The Two Deaths of Lillian Carmichael

Paulette Kennedy

Lake Union, 2026

Agent: Jill Marr

A young woman, perceived dead, plots to reinvent herself in a gripping historical gothic about secrets, superstition, and murder by the bestselling author of The Devil and Mrs. Davenport

South Carolina, 1853. Lillian Carmichael, privileged daughter of a disgraced Charleston family, is due to be hanged for the murder of her sister when fate gives her a second chance at life.

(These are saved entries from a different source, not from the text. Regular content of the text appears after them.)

//! Histograms with Bayesian Blocks binning
//!
//! This crate provides a small variable-width histogram type, builders that
//! choose bin edges from a sample, and operations that rebin an existing
//! histogram using Bayesian Blocks.
//!
//! # Key Features
//!
//! - **Adaptive binning**: [`BayesianBlocksBuilder`] places edges where the
//!   event rate changes
//! - **Rebinning**: [`rebin`] turns a fine histogram into one with optimal
//!   variable-width bins, carrying underflow and overflow over
//! - **Reusable edges**: [`rebin_with_edges`] applies edges computed once to
//!   further histograms
//!
//! # Examples
//!
//! ## Adaptive Bins
//!
//! ```rust
//! use blocks_histogram::{BayesianBlocksBuilder, HistogramBuilder};
//!
//! let data = vec![0.0, 1.0, 2.0, 3.0];
//! let histogram = BayesianBlocksBuilder::new(0.01).build(&data).unwrap();
//!
//! // Evenly spaced data is a single block
//! assert_eq!(histogram.edges(), vec![0.0, 3.0]);
//! assert_eq!(histogram.contents(), vec![4.0]);
//! ```
//!
//! ## Rebinning a Histogram
//!
//! ```rust
//! use blocks_histogram::{fixed_histogram, rebin, scale_by_width, NonIntegerContents};
//! use blocks_changepoint::BlocksParameters;
//!
//! let mut data: Vec<f64> = (0..50).map(|i| i as f64).collect();
//! data.extend((0..200).map(|i| 20.0 + 0.05 * i as f64));
//!
//! let fine = fixed_histogram(&data, 100).unwrap();
//! let coarse = rebin(&fine, &BlocksParameters::default(), NonIntegerContents::Reject).unwrap();
//! assert!(coarse.len() < fine.len());
//! assert_eq!(coarse.total_content(), fine.total_content());
//!
//! // Per-unit-width densities for plotting
//! let density = scale_by_width(&coarse);
//! println!("{density}");
//! ```

pub mod builders;
pub mod ops;
pub mod traits;
pub mod types;

// Re-export main types and traits
pub use builders::{BayesianBlocksBuilder, FixedWidthBuilder};
pub use ops::{rebin, rebin_with_edges, scale_by_width, NonIntegerContents};
pub use traits::HistogramBuilder;
pub use types::{Histogram, HistogramBin};

pub use blocks_core::Result;

// Convenience functions
/// Create a histogram with a fixed number of equal-width bins
pub fn fixed_histogram(data: &[f64], num_bins: usize) -> Result<Histogram> {
    FixedWidthBuilder::new(num_bins).build(data)
}

/// Create a histogram with Bayesian Blocks edges
pub fn bayesian_blocks_histogram(data: &[f64], false_positive_rate: f64) -> Result<Histogram> {
    BayesianBlocksBuilder::new(false_positive_rate).build(data)
}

After a catatonic episode on the long walk to the gallows, Lillian is declared dead and entombed in the family mausoleum. She awakens days later, buried alive, and flees to the Lowcountry marshes to survive on her wits and reinvent herself. All the while, a series of exsanguination murders holds the terrorized city in thrall?as do the superstitions that the vanished Lillian is some craven creature, resurrected and out for blood.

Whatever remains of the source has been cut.